• WORK INSTRUCTION: In the records below, tally the lines that contain the word "Error" and give only that number.

*** GIVEN RECORDS ***

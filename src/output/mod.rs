//! Output module for run summaries and record statistics
//!
//! This module handles:
//! - Printing the outcome of a crawl run
//! - Loading and printing statistics about the stored records

pub mod stats;

pub use stats::{load_statistics, print_statistics, CrawlStatistics};

use crate::crawler::CrawlReport;
use crate::state::CrawlPhase;

/// Human-readable one-paragraph summary of a finished run
pub fn format_report(report: &CrawlReport) -> String {
    let outcome = match (report.phase, report.cancelled) {
        (CrawlPhase::Aborted, _) => "aborted",
        (_, true) => "cancelled",
        _ => "completed",
    };

    let mut summary = format!(
        "Run #{} {}: {} listing pages, {} advertisements processed, {} new records saved, {} failed",
        report.run_id,
        outcome,
        report.pages_processed,
        report.items_processed,
        report.records_saved,
        report.items_failed
    );

    if let Some(reason) = &report.abort_reason {
        summary.push_str(&format!("\nAbort reason: {}", reason));
    }

    summary
}

/// Prints the run summary to stdout
pub fn print_report(report: &CrawlReport) {
    println!("{}", format_report(report));
}
//! Integration tests for the crawler
//!
//! These tests use wiremock to serve listing and advertisement pages and run
//! the full crawl cycle end-to-end with the HTTP strategy and a file-backed
//! database.

use ria_harvest::config::{
    Config, CrawlerConfig, DelayConfig, OutputConfig, ProxyConfig, StrategyKind,
};
use ria_harvest::crawler::run_crawl;
use ria_harvest::extract::extract_listing_items;
use ria_harvest::state::CrawlPhase;
use ria_harvest::storage::{RunStatus, SqliteStorage, Storage};
use serde_json::json;
use std::path::Path;
use tokio_util::sync::CancellationToken;
use wiremock::matchers::{method, path, query_param};
use wiremock::{Mock, MockServer, ResponseTemplate};

/// Creates a test configuration crawling the mock server
fn create_test_config(base_url: &str, db_path: &Path, max_items: u32) -> Config {
    Config {
        crawler: CrawlerConfig {
            start_url: format!("{}/uk/car/used/?page=1", base_url),
            max_pages: 5,
            max_items,
            concurrency: 2,
            strategy: StrategyKind::Http,
            test_mode: false,
            test_item_cap: 3,
            min_content_length: 50,
            request_timeout_secs: 5,
        },
        delay: DelayConfig {
            request_delay_ms: 1,
            jitter: 0.0,
            page_delay_multiplier: 1.0,
            retry_attempts: 2,
            retry_backoff_ms: 10,
            blocked_backoff_multiplier: 2,
        },
        proxy: ProxyConfig::default(),
        output: OutputConfig {
            database_path: db_path.to_string_lossy().into_owned(),
        },
    }
}

fn listing_page(ids: &[u32], next_page: Option<u32>) -> String {
    let items: String = ids
        .iter()
        .map(|id| {
            format!(
                r#"<section class="ticket-item">
                     <div class="ticket-photo"><a href="/uk/auto_volkswagen_passat_{id}.html">
                       <img src="/photos/{id}.jpg"></a></div>
                     <a class="address" href="/uk/auto_volkswagen_passat_{id}.html">Volkswagen Passat</a>
                     <div class="price-ticket"><span class="bold" data-currency="USD">12 {id}00</span></div>
                     <li class="item-char js-race">{id}0 тис. км</li>
                   </section>"#,
                id = id
            )
        })
        .collect();

    let pager = next_page
        .map(|n| {
            format!(
                r#"<div class="pagination"><span class="next"><a href="/uk/car/used/?page={}">Наступна</a></span></div>"#,
                n
            )
        })
        .unwrap_or_default();

    format!(
        "<html><head><title>Вживані авто</title></head><body><div class=\"search-result\">{}</div>{}</body></html>",
        items, pager
    )
}

fn detail_page(id: u32, with_phone: bool) -> String {
    let phone = if with_phone {
        r#"<span class="phone" data-phone-number="(067) 111 22 33">(067) 111 22 33</span>"#
    } else {
        ""
    };

    format!(
        r#"<html><head><meta property="og:title" content="Volkswagen Passat"></head><body>
           <h1 class="head">Volkswagen Passat 2015</h1>
           <div class="price_value"><strong>12 {id}00 $</strong></div>
           <div class="base-information"><span class="size18">{id}5</span> тис. км пробіг</div>
           <div class="seller_info_name">Олександр</div>
           <span class="state-num">AA 1234 BB<span class="popup">Перевірений номер</span></span>
           <span class="label-vin"><svg></svg>WVWZZZ3CZFE00000{id}<span class="popup">VIN перевірено</span></span>
           {phone}
           </body></html>"#,
        id = id,
        phone = phone
    )
}

/// Mounts a two-page site: ids 1-3 on page 1, ids 4-5 on page 2
async fn mount_site(server: &MockServer) {
    Mock::given(method("GET"))
        .and(path("/uk/car/used/"))
        .and(query_param("page", "1"))
        .respond_with(ResponseTemplate::new(200).set_body_string(listing_page(&[1, 2, 3], Some(2))))
        .mount(server)
        .await;

    Mock::given(method("GET"))
        .and(path("/uk/car/used/"))
        .and(query_param("page", "2"))
        .respond_with(ResponseTemplate::new(200).set_body_string(listing_page(&[4, 5], None)))
        .mount(server)
        .await;

    for id in 1..=5 {
        Mock::given(method("GET"))
            .and(path(format!("/uk/auto_volkswagen_passat_{}.html", id)))
            .respond_with(ResponseTemplate::new(200).set_body_string(detail_page(id, id != 2)))
            .mount(server)
            .await;
    }

    Mock::given(method("GET"))
        .and(path("/users/phones/2"))
        .respond_with(
            ResponseTemplate::new(200).set_body_json(json!({"formattedPhoneNumber": "(050) 765 43 21"})),
        )
        .mount(server)
        .await;
}

#[tokio::test]
async fn test_full_crawl_two_pages() {
    let server = MockServer::start().await;
    mount_site(&server).await;

    let dir = tempfile::tempdir().unwrap();
    let db_path = dir.path().join("cars.db");
    let config = create_test_config(&server.uri(), &db_path, 100);

    let report = run_crawl(&config, "test-hash", None, CancellationToken::new())
        .await
        .unwrap();

    assert_eq!(report.phase, CrawlPhase::Done);
    assert_eq!(report.pages_processed, 2);
    assert_eq!(report.items_processed, 5);
    assert_eq!(report.records_saved, 5);
    assert_eq!(report.items_failed, 0);

    let storage = SqliteStorage::new(&db_path).unwrap();
    assert_eq!(storage.count_records().unwrap(), 5);
    assert_eq!(storage.count_records_with_phone().unwrap(), 5);
    assert_eq!(storage.count_records_with_vin().unwrap(), 5);

    let url = format!("{}/uk/auto_volkswagen_passat_3.html", server.uri());
    let record = storage.get_record(&url).unwrap().unwrap();
    assert_eq!(record.title, "Volkswagen Passat 2015");
    assert_eq!(record.price_usd, Some(12300.0));
    assert_eq!(record.odometer, Some(35_000));
    assert_eq!(record.username.as_deref(), Some("Олександр"));
    assert_eq!(record.phone_number.as_deref(), Some("+380671112233"));
    assert_eq!(record.car_number.as_deref(), Some("AA 1234 BB"));
    assert_eq!(record.car_vin.as_deref(), Some("WVWZZZ3CZFE000003"));

    // Phone for id 2 only comes from the phone endpoint
    let url = format!("{}/uk/auto_volkswagen_passat_2.html", server.uri());
    let record = storage.get_record(&url).unwrap().unwrap();
    assert_eq!(record.phone_number.as_deref(), Some("+380507654321"));

    let run = storage.get_latest_run().unwrap().unwrap();
    assert_eq!(run.status, RunStatus::Completed);
    assert_eq!(run.records_saved, 5);
    assert_eq!(run.config_hash, "test-hash");
}

#[tokio::test]
async fn test_second_run_is_idempotent() {
    let server = MockServer::start().await;
    mount_site(&server).await;

    let dir = tempfile::tempdir().unwrap();
    let db_path = dir.path().join("cars.db");
    let config = create_test_config(&server.uri(), &db_path, 100);

    let first = run_crawl(&config, "hash", None, CancellationToken::new())
        .await
        .unwrap();
    let second = run_crawl(&config, "hash", None, CancellationToken::new())
        .await
        .unwrap();

    assert_eq!(first.records_saved, 5);
    assert_eq!(second.records_saved, 0);
    assert_eq!(second.items_processed, 5);
    assert_eq!(second.pages_processed, 2);

    let storage = SqliteStorage::new(&db_path).unwrap();
    assert_eq!(storage.count_records().unwrap(), 5);
    assert_eq!(storage.count_runs_by_status(RunStatus::Completed).unwrap(), 2);
}

#[tokio::test]
async fn test_item_quota_override() {
    let server = MockServer::start().await;
    mount_site(&server).await;

    let dir = tempfile::tempdir().unwrap();
    let db_path = dir.path().join("cars.db");
    let config = create_test_config(&server.uri(), &db_path, 100);

    let report = run_crawl(&config, "hash", Some(4), CancellationToken::new())
        .await
        .unwrap();

    assert_eq!(report.phase, CrawlPhase::Done);
    assert_eq!(report.items_processed, 4);
    assert_eq!(report.records_saved, 4);
    assert_eq!(report.pages_processed, 2);

    let storage = SqliteStorage::new(&db_path).unwrap();
    assert_eq!(storage.count_records().unwrap(), 4);
}

#[tokio::test]
async fn test_blocked_listing_aborts() {
    let server = MockServer::start().await;
    Mock::given(method("GET"))
        .and(path("/uk/car/used/"))
        .respond_with(ResponseTemplate::new(403).set_body_string("Access denied"))
        .expect(2)
        .mount(&server)
        .await;

    let dir = tempfile::tempdir().unwrap();
    let db_path = dir.path().join("cars.db");
    let config = create_test_config(&server.uri(), &db_path, 100);

    let report = run_crawl(&config, "hash", None, CancellationToken::new())
        .await
        .unwrap();

    assert_eq!(report.phase, CrawlPhase::Aborted);
    assert_eq!(report.pages_processed, 0);
    assert!(report.abort_reason.is_some());

    let storage = SqliteStorage::new(&db_path).unwrap();
    let run = storage.get_latest_run().unwrap().unwrap();
    assert_eq!(run.status, RunStatus::Aborted);
    assert!(run.abort_reason.is_some());
    assert_eq!(storage.count_records().unwrap(), 0);
}

#[tokio::test]
async fn test_failed_detail_is_counted_and_skipped() {
    let server = MockServer::start().await;
    Mock::given(method("GET"))
        .and(path("/uk/car/used/"))
        .respond_with(ResponseTemplate::new(200).set_body_string(listing_page(&[7, 8], None)))
        .mount(&server)
        .await;
    Mock::given(method("GET"))
        .and(path("/uk/auto_volkswagen_passat_7.html"))
        .respond_with(ResponseTemplate::new(200).set_body_string(detail_page(7, true)))
        .mount(&server)
        .await;
    Mock::given(method("GET"))
        .and(path("/uk/auto_volkswagen_passat_8.html"))
        .respond_with(ResponseTemplate::new(500))
        .expect(2)
        .mount(&server)
        .await;

    let dir = tempfile::tempdir().unwrap();
    let db_path = dir.path().join("cars.db");
    let config = create_test_config(&server.uri(), &db_path, 100);

    let report = run_crawl(&config, "hash", None, CancellationToken::new())
        .await
        .unwrap();

    assert_eq!(report.phase, CrawlPhase::Done);
    assert_eq!(report.items_processed, 2);
    assert_eq!(report.records_saved, 1);
    assert_eq!(report.items_failed, 1);
}

#[tokio::test]
async fn test_import_saved_listing_page() {
    let html = listing_page(&[10, 11, 12], None);
    let records = extract_listing_items(&html, "https://auto.ria.com");
    assert_eq!(records.len(), 3);

    let dir = tempfile::tempdir().unwrap();
    let mut storage = SqliteStorage::new(&dir.path().join("cars.db")).unwrap();
    for record in &records {
        assert!(storage.upsert_record(record).unwrap());
    }
    for record in &records {
        assert!(!storage.upsert_record(record).unwrap());
    }

    let record = storage
        .get_record("https://auto.ria.com/uk/auto_volkswagen_passat_11.html")
        .unwrap()
        .unwrap();
    assert_eq!(record.price_usd, Some(121100.0));
    assert_eq!(record.odometer, Some(110_000));
    assert_eq!(record.phone_number, None);
    assert_eq!(
        record.image_url.as_deref(),
        Some("https://auto.ria.com/photos/11.jpg")
    );
}
//! Database schema definitions
//!
//! This module contains all SQL schema definitions for the crawler database.

/// SQL schema for the database
pub const SCHEMA_SQL: &str = r#"
-- Track crawl runs
CREATE TABLE IF NOT EXISTS runs (
    id INTEGER PRIMARY KEY AUTOINCREMENT,
    started_at TEXT NOT NULL,
    finished_at TEXT,
    config_hash TEXT NOT NULL,
    status TEXT NOT NULL,
    pages_processed INTEGER NOT NULL DEFAULT 0,
    items_processed INTEGER NOT NULL DEFAULT 0,
    records_saved INTEGER NOT NULL DEFAULT 0,
    items_failed INTEGER NOT NULL DEFAULT 0,
    abort_reason TEXT
);

-- One row per advertisement, keyed by canonical URL
CREATE TABLE IF NOT EXISTS cars (
    id INTEGER PRIMARY KEY AUTOINCREMENT,
    url TEXT NOT NULL UNIQUE,
    title TEXT NOT NULL,
    price_usd REAL,
    odometer INTEGER,
    username TEXT,
    phone_number TEXT,
    image_url TEXT,
    images_count INTEGER NOT NULL DEFAULT 0,
    car_number TEXT,
    car_vin TEXT,
    datetime_found TEXT NOT NULL
);

CREATE INDEX IF NOT EXISTS idx_cars_found ON cars(datetime_found);
CREATE INDEX IF NOT EXISTS idx_cars_vin ON cars(car_vin);
"#;

/// Initializes the database schema
///
/// # Arguments
///
/// * `conn` - The database connection
///
/// # Returns
///
/// * `Ok(())` - Schema initialized successfully
/// * `Err(rusqlite::Error)` - Failed to initialize schema
pub fn initialize_schema(conn: &rusqlite::Connection) -> Result<(), rusqlite::Error> {
    conn.execute_batch(SCHEMA_SQL)?;
    Ok(())
}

***

• EXERCISE RESULT: 2